Se hace gala de lo que Muray llamó “la erótica de lo penal”: un síndrome maníaco-legislativo que intenta abarcar todos los ámbitos de la vida.

No debe extrañar por eso que en los debates y programas de televisión dedicados a estos sucesos se escrute cada gesto y cada palabra de los culpables, mientras se exige que caiga sobre ellos todo el peso de la ley. De este modo se hace gala de lo que Muray llamó “la erótica de lo penal”: un síndrome maníaco-legislativo que intenta abarcar todos los ámbitos de la vida.

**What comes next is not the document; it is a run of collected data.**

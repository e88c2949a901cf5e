use std::sync::{Arc, Mutex, MutexGuard, PoisonError};

use shared::{domain::ConsultationId, protocol::ClientFrame};
use tracing::{debug, info, warn};

use crate::connection::ConnectionManager;

pub struct ChannelMembership {
    connection: Arc<ConnectionManager>,
    active: Mutex<Option<ConsultationId>>,
}

impl ChannelMembership {
    pub fn new(connection: Arc<ConnectionManager>) -> Self {
        Self {
            connection,
            active: Mutex::new(None),
        }
    }

    pub fn active(&self) -> Option<ConsultationId> {
        self.lock_active().clone()
    }

    pub fn join(&self, consultation_id: &ConsultationId) -> bool {
        *self.lock_active() = Some(consultation_id.clone());
        self.send_join(consultation_id)
    }

    pub fn leave(&self, consultation_id: &ConsultationId) -> bool {
        {
            let mut active = self.lock_active();
            if active.as_ref() == Some(consultation_id) {
                *active = None;
            }
        }
        if !self.connection.is_connected() {
            debug!(%consultation_id, "membership: leave not sent, relay offline");
            return false;
        }
        match self
            .connection
            .emit(&ClientFrame::LeaveConsultation(consultation_id.clone()))
        {
            Ok(()) => {
                info!(%consultation_id, "membership: left consultation");
                true
            }
            Err(err) => {
                warn!(%consultation_id, "membership: leave failed: {err}");
                false
            }
        }
    }

    pub fn switch_to(&self, next: Option<&ConsultationId>) {
        let previous = self.active();
        if previous.as_ref() == next && next.is_some() {
            return;
        }
        if let Some(previous) = previous {
            self.leave(&previous);
        }
        if let Some(next) = next {
            self.join(next);
        }
    }

    pub fn rejoin(&self) -> bool {
        match self.active() {
            Some(consultation_id) => self.send_join(&consultation_id),
            None => false,
        }
    }

    fn send_join(&self, consultation_id: &ConsultationId) -> bool {
        let state = self.connection.state();
        if !self.connection.is_connected() {
            warn!(%consultation_id, %state, "membership: join skipped, relay not connected");
            return false;
        }
        match self
            .connection
            .emit(&ClientFrame::JoinConsultation(consultation_id.clone()))
        {
            Ok(()) => {
                info!(%consultation_id, "membership: joined consultation");
                true
            }
            Err(err) => {
                warn!(%consultation_id, "membership: join failed: {err}");
                false
            }
        }
    }

    fn lock_active(&self) -> MutexGuard<'_, Option<ConsultationId>> {
        self.active.lock().unwrap_or_else(PoisonError::into_inner)
    }
}

#[cfg(test)]
#[path = "tests/membership_tests.rs"]
mod tests;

Y un día más, uno se levanta y se descubre defendiendo otra vez lo obvio en interminables debates en torno a ideas que son ya hegemónicas y que hace tiempo que pasaron a formar parte de aquello que conocemos como “consenso”. E inevitablemente uno se vuelve a acordar de Muray cuando decía aquello de que él pensaba que “todo aquello que interesa discutir empezaba donde acababa lo obvio”. Haríamos bien, pues, si empezamos a pensar en esa dirección y dejamos de malgastar energías y argumentos en batallas interesadas contra enemigos que hace tiempo que fueron derrotados y cuyo único fin es el de mantener alerta al ciudadano progresista bajo la infundada amenaza de una vuelta a la Edad Media. Basta ya, en definitiva, de entretenimientos morales con consecuencias penales.